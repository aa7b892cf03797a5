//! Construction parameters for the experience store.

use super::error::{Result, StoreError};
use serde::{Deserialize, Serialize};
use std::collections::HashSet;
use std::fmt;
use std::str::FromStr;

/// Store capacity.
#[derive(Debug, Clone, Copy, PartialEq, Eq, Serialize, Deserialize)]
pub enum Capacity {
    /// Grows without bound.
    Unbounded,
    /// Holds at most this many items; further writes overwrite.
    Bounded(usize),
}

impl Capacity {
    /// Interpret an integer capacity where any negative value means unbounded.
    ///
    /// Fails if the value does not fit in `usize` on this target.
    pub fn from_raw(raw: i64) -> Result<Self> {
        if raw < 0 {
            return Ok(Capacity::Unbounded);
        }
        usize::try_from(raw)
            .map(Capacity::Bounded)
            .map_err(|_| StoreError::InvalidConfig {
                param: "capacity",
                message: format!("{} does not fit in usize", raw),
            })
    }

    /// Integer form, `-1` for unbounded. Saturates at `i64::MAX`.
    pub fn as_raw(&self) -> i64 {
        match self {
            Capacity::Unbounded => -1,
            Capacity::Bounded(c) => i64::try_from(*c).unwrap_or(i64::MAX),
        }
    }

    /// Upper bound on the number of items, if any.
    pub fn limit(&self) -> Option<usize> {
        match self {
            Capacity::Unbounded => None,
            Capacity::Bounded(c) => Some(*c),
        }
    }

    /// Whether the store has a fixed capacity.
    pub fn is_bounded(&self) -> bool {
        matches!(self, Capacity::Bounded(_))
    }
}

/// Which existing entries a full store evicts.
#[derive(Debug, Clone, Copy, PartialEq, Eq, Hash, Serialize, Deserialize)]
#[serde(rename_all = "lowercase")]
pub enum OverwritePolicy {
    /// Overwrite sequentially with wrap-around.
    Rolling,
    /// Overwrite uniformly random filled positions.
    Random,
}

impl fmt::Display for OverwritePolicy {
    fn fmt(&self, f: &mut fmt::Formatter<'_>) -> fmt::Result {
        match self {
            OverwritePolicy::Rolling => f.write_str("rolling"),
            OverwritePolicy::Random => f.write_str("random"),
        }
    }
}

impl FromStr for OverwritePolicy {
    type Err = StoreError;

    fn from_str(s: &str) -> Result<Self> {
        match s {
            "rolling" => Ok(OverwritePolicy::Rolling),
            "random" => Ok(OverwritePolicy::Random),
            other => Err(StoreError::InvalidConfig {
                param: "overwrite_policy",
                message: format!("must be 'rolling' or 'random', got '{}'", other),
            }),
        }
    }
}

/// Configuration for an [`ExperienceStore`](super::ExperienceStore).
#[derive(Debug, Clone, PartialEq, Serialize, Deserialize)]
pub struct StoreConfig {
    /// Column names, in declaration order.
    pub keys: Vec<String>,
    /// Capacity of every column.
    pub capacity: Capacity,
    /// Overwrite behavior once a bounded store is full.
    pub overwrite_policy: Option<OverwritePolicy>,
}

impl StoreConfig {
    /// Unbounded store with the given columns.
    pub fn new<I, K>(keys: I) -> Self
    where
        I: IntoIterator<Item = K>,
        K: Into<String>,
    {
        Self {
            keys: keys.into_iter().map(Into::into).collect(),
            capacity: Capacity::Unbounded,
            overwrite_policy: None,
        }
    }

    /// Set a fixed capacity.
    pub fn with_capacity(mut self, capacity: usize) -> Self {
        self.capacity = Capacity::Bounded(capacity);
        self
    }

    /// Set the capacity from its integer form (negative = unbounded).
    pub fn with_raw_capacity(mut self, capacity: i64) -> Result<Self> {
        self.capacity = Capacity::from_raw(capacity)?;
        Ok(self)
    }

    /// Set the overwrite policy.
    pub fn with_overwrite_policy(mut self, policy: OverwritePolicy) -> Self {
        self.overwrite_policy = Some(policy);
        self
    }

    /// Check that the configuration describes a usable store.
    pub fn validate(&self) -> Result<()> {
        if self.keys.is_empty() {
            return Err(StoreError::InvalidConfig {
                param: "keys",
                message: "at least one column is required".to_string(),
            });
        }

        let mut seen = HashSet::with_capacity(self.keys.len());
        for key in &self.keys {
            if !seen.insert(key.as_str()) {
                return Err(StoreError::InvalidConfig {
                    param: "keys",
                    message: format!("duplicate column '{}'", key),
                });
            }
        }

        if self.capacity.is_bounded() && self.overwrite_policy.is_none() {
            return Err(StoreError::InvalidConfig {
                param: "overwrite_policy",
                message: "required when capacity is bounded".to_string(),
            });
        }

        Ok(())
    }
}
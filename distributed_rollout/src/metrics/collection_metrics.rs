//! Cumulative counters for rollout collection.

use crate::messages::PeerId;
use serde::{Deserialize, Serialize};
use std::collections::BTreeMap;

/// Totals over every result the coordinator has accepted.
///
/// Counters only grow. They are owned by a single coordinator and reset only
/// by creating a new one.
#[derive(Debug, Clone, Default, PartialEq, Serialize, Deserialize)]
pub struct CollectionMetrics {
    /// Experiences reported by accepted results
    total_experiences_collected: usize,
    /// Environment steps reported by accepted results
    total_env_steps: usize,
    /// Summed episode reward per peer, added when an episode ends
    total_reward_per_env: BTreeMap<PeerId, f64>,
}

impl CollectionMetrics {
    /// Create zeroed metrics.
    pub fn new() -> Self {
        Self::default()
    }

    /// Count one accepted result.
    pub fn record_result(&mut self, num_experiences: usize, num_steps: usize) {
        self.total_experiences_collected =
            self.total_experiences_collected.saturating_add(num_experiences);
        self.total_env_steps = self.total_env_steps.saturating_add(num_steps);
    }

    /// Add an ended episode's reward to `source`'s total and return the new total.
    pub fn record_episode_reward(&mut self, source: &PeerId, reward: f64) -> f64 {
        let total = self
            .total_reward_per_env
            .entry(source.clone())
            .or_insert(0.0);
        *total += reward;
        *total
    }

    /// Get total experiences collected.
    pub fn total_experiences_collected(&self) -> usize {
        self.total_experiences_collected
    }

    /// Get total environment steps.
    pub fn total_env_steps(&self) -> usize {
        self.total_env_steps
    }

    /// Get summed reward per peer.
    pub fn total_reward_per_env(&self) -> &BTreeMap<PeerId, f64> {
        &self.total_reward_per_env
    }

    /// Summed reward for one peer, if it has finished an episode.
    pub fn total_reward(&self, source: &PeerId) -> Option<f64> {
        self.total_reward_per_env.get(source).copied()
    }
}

____

How to complete this task: Find each line holding the string "impl" in the listing above, then copy it.

Completed task:
impl Capacity {
impl fmt::Display for OverwritePolicy {
impl FromStr for OverwritePolicy {
impl StoreConfig {
impl CollectionMetrics {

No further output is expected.